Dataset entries
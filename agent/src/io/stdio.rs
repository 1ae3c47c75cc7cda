use tokio::io::BufReader;
use tokio_util::sync::CancellationToken;
use tracing::info;

use crate::handler::dispatch::Dispatcher;
use crate::io::transport::run_transport_loop;

/// Run the NDJSON stdio transport loop.
///
/// Reads JSON-RPC messages from stdin (one per line) and writes
/// responses to stdout. Logs go to stderr. When the loop ends (EOF or
/// `shutdown`), the engine is shut down and any running test is stopped.
pub async fn run_stdio_loop(shutdown: CancellationToken) -> anyhow::Result<()> {
    let mut dispatcher = Dispatcher::local();
    let mut reader = BufReader::new(tokio::io::stdin());
    let mut stdout = tokio::io::stdout();

    info!("Stdio transport loop started, waiting for input");

    let result = run_transport_loop(&mut reader, &mut stdout, &mut dispatcher, shutdown).await;

    info!("Stdio transport closed, shutting down");
    dispatcher.shutdown().await;
    result
}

TASK ITEM
Copy from the line with "line) and writes" to the final line of the records, inclusive, and add nothing else.

RESULT OF THIS EXERCISE
/// Reads JSON-RPC messages from stdin (one per line) and writes
/// responses to stdout. Logs go to stderr. When the loop ends (EOF or
/// `shutdown`), the engine is shut down and any running test is stopped.
pub async fn run_stdio_loop(shutdown: CancellationToken) -> anyhow::Result<()> {
    let mut dispatcher = Dispatcher::local();
    let mut reader = BufReader::new(tokio::io::stdin());
    let mut stdout = tokio::io::stdout();

    info!("Stdio transport loop started, waiting for input");

    let result = run_transport_loop(&mut reader, &mut stdout, &mut dispatcher, shutdown).await;

    info!("Stdio transport closed, shutting down");
    dispatcher.shutdown().await;
    result
}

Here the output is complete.